- **PROBLEM**
In the entries below, find the line with "RemoteWriter::new(Arc::clone(&remote))" and the line with "pub async fn shutdown(mut". Reproduce those two lines and every line between them exactly, and nothing more.
§ §
use crate::application::clock::NowProvider;
use crate::application::engine::{Engine, EngineView};
use crate::application::sync::RemoteWriter;
use crate::application::tick_scheduler::TimerDriver;
use crate::domain::models::{AccountState, RemoteDocument};
use crate::infrastructure::config::EngineConfig;
use crate::infrastructure::error::InfraError;
use crate::infrastructure::local_store::LocalStore;
use crate::infrastructure::remote_store::RemoteDocumentStore;
use std::collections::HashMap;
use std::sync::{Arc, Mutex, MutexGuard};
use std::time::Duration;
use tokio::runtime::Handle;
use tokio::sync::{mpsc, watch};
use tokio::task::JoinHandle;
use tokio::time::{Instant, MissedTickBehavior};

const TICK_PERIOD: Duration = Duration::from_secs(1);
const WRITER_DRAIN_TIMEOUT: Duration = Duration::from_secs(5);

#[derive(Debug, Clone, PartialEq)]
pub enum EngineEvent {
    Tick,
    Foreground,
    Snapshot { key: String, document: RemoteDocument },
    FinalizeDeletion(u64),
}

/// Timer driver backed by tokio tasks that feed `EngineEvent`s to the runtime loop.
pub struct TokioTimerDriver {
    handle: Handle,
    events: mpsc::UnboundedSender<EngineEvent>,
    tick_period: Duration,
    ticker: Option<JoinHandle<()>>,
    finalizers: HashMap<u64, JoinHandle<()>>,
}

impl TokioTimerDriver {
    pub fn new(handle: Handle, events: mpsc::UnboundedSender<EngineEvent>) -> Self {
        Self {
            handle,
            events,
            tick_period: TICK_PERIOD,
            ticker: None,
            finalizers: HashMap::new(),
        }
    }
}

impl TimerDriver for TokioTimerDriver {
    fn start_ticker(&mut self) {
        if self.ticker.is_some() {
            return;
        }
        let events = self.events.clone();
        let period = self.tick_period;
        self.ticker = Some(self.handle.spawn(async move {
            let mut interval = tokio::time::interval_at(Instant::now() + period, period);
            // Suspended time is recovered from anchors, not replayed as a burst of ticks.
            interval.set_missed_tick_behavior(MissedTickBehavior::Skip);
            loop {
                interval.tick().await;
                if events.send(EngineEvent::Tick).is_err() {
                    break;
                }
            }
        }));
    }

    fn stop_ticker(&mut self) {
        if let Some(ticker) = self.ticker.take() {
            ticker.abort();
        }
    }

    fn schedule_finalize(&mut self, token: u64, delay: Duration) {
        self.finalizers.retain(|_, task| !task.is_finished());
        let events = self.events.clone();
        let task = self.handle.spawn(async move {
            tokio::time::sleep(delay).await;
            let _ = events.send(EngineEvent::FinalizeDeletion(token));
        });
        if let Some(previous) = self.finalizers.insert(token, task) {
            previous.abort();
        }
    }

    fn cancel_finalize(&mut self, token: u64) {
        if let Some(task) = self.finalizers.remove(&token) {
            task.abort();
        }
    }
}

impl Drop for TokioTimerDriver {
    fn drop(&mut self) {
        self.stop_ticker();
        for (_, task) in self.finalizers.drain() {
            task.abort();
        }
    }
}

struct RemoteConnection {
    key: String,
    subscription: JoinHandle<()>,
    writer: JoinHandle<()>,
}

/// Owns the engine and the tasks around it: the event loop, the remote writer
/// and the snapshot subscription for the signed-in account.
pub struct EngineRuntime {
    engine: Arc<Mutex<Engine>>,
    events: mpsc::UnboundedSender<EngineEvent>,
    event_loop: JoinHandle<()>,
    connection: Option<RemoteConnection>,
    handle: Handle,
}

impl EngineRuntime {
    /// Must be called from within a tokio runtime.
    pub fn start(
        config: EngineConfig,
        local: Arc<dyn LocalStore>,
        now_provider: NowProvider,
    ) -> Result<Self, InfraError> {
        let handle = Handle::try_current().map_err(|error| {
            InfraError::InvalidConfig(format!("engine runtime requires a tokio runtime: {error}"))
        })?;
        let (events, events_rx) = mpsc::unbounded_channel();
        let driver = TokioTimerDriver::new(handle.clone(), events.clone());
        let engine = Arc::new(Mutex::new(Engine::new(
            config,
            local,
            Box::new(driver),
            now_provider,
        )?));
        let event_loop = handle.spawn(run_event_loop(Arc::clone(&engine), events_rx));
        Ok(Self {
            engine,
            events,
            event_loop,
            connection: None,
            handle,
        })
    }

    pub fn subscribe(&self) -> Result<watch::Receiver<EngineView>, InfraError> {
        Ok(lock_engine(&self.engine)?.subscribe())
    }

    /// Runs one engine operation under the engine lock.
    pub fn with_engine<T>(
        &self,
        operation: impl FnOnce(&mut Engine) -> Result<T, InfraError>,
    ) -> Result<T, InfraError> {
        let mut engine = lock_engine(&self.engine)?;
        operation(&mut engine)
    }

    pub fn notify_foreground(&self) {
        if self.events.send(EngineEvent::Foreground).is_err() {
            tracing::warn!("engine event loop is not running");
        }
    }

    pub fn remote_key(&self) -> Option<&str> {
        self.connection.as_ref().map(|connection| connection.key.as_str())
    }

    /// Switches to the account's local scope and starts syncing it with `remote`.
    /// Returns the remote document key.
    pub async fn sign_in(
        &mut self,
        account: AccountState,
        remote: Arc<dyn RemoteDocumentStore>,
    ) -> Result<String, InfraError> {
        if !account.is_authenticated() {
            return Err(InfraError::invalid_input("sign in requires an account id"));
        }
        self.drop_connection();

        let (writes, writes_rx) = mpsc::unbounded_channel();
        let (key, acks) = {
            let mut engine = lock_engine(&self.engine)?;
            engine.set_account(account)?;
            engine.connect_remote(writes)?
        };
        let writer = self.handle.spawn(
            RemoteWriter::new(Arc::clone(&remote))
                .with_acks(acks)
                .run(writes_rx),
        );

        let mut snapshots = match remote.subscribe(&key).await {
            Ok(snapshots) => snapshots,
            Err(error) => {
                tracing::warn!(
                    key = %key,
                    error = %error,
                    "remote subscription failed; staying local-only"
                );
                lock_engine(&self.engine)?.disconnect_remote();
                return Err(error);
            }
        };
        let events = self.events.clone();
        let subscription_key = key.clone();
        let subscription = self.handle.spawn(async move {
            while let Some(document) = snapshots.recv().await {
                let event = EngineEvent::Snapshot {
                    key: subscription_key.clone(),
                    document,
                };
                if events.send(event).is_err() {
                    break;
                }
            }
        });

        tracing::info!(key = %key, "remote sync connected");
        self.connection = Some(RemoteConnection {
            key: key.clone(),
            subscription,
            writer,
        });
        Ok(key)
    }

    /// Stops syncing and returns to the anonymous local scope.
    pub fn sign_out(&mut self) -> Result<(), InfraError> {
        if let Some(connection) = self.drop_connection() {
            tracing::info!(key = %connection.key, "remote sync disconnected");
        }
        lock_engine(&self.engine)?.set_account(AccountState::anonymous())
    }

    /// Tier change for the current account; no scope switch.
    pub fn set_premium(&self, is_premium: bool) -> Result<(), InfraError> {
        let mut engine = lock_engine(&self.engine)?;
        let account = AccountState {
            is_premium,
            ..engine.account().clone()
        };
        engine.set_account(account)
    }

    /// Stops the loop and gives queued remote writes a moment to drain.
    pub async fn shutdown(mut self) {
        let writer = self.drop_connection().map(|connection| connection.writer);
        if let Ok(mut engine) = lock_engine(&self.engine) {
            engine.disconnect_remote();
        }
        self.event_loop.abort();
        if let Some(writer) = writer {
            if tokio::time::timeout(WRITER_DRAIN_TIMEOUT, writer).await.is_err() {
                tracing::warn!("remote writer did not drain before shutdown");
            }
        }
    }

    /// Aborts the snapshot subscription. The writer keeps draining until the
    /// engine drops its outbox on the next scope switch.
    fn drop_connection(&mut self) -> Option<RemoteConnection> {
        let connection = self.connection.take()?;
        connection.subscription.abort();
        Some(connection)
    }
}

fn lock_engine(engine: &Mutex<Engine>) -> Result<MutexGuard<'_, Engine>, InfraError> {
    engine
        .lock()
        .map_err(|error| InfraError::InvalidConfig(format!("engine lock poisoned: {error}")))
}

async fn run_event_loop(
    engine: Arc<Mutex<Engine>>,
    mut events: mpsc::UnboundedReceiver<EngineEvent>,
) {
    while let Some(event) = events.recv().await {
        if let Err(error) = dispatch(&engine, event) {
            tracing::warn!(error = %error, "engine event failed");
        }
    }
    tracing::debug!("engine event loop stopped");
}

fn dispatch(engine: &Mutex<Engine>, event: EngineEvent) -> Result<(), InfraError> {
    let mut engine = lock_engine(engine)?;
    match event {
        EngineEvent::Tick => engine.tick(),
        EngineEvent::Foreground => engine.on_foreground(),
        EngineEvent::FinalizeDeletion(token) => engine.finalize_deletion(token),
        EngineEvent::Snapshot { key, document } => {
            if engine.remote_key() != Some(key.as_str()) {
                tracing::debug!(key = %key, "ignoring snapshot for a disconnected document");
                return Ok(());
            }
            engine.apply_snapshot(document)
        }
    }
}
§ §
- **SOLUTION TO THE EXERCISE**
            RemoteWriter::new(Arc::clone(&remote))
                .with_acks(acks)
                .run(writes_rx),
        );

        let mut snapshots = match remote.subscribe(&key).await {
            Ok(snapshots) => snapshots,
            Err(error) => {
                tracing::warn!(
                    key = %key,
                    error = %error,
                    "remote subscription failed; staying local-only"
                );
                lock_engine(&self.engine)?.disconnect_remote();
                return Err(error);
            }
        };
        let events = self.events.clone();
        let subscription_key = key.clone();
        let subscription = self.handle.spawn(async move {
            while let Some(document) = snapshots.recv().await {
                let event = EngineEvent::Snapshot {
                    key: subscription_key.clone(),
                    document,
                };
                if events.send(event).is_err() {
                    break;
                }
            }
        });

        tracing::info!(key = %key, "remote sync connected");
        self.connection = Some(RemoteConnection {
            key: key.clone(),
            subscription,
            writer,
        });
        Ok(key)
    }

    /// Stops syncing and returns to the anonymous local scope.
    pub fn sign_out(&mut self) -> Result<(), InfraError> {
        if let Some(connection) = self.drop_connection() {
            tracing::info!(key = %connection.key, "remote sync disconnected");
        }
        lock_engine(&self.engine)?.set_account(AccountState::anonymous())
    }

    /// Tier change for the current account; no scope switch.
    pub fn set_premium(&self, is_premium: bool) -> Result<(), InfraError> {
        let mut engine = lock_engine(&self.engine)?;
        let account = AccountState {
            is_premium,
            ..engine.account().clone()
        };
        engine.set_account(account)
    }

    /// Stops the loop and gives queued remote writes a moment to drain.
    pub async fn shutdown(mut self) {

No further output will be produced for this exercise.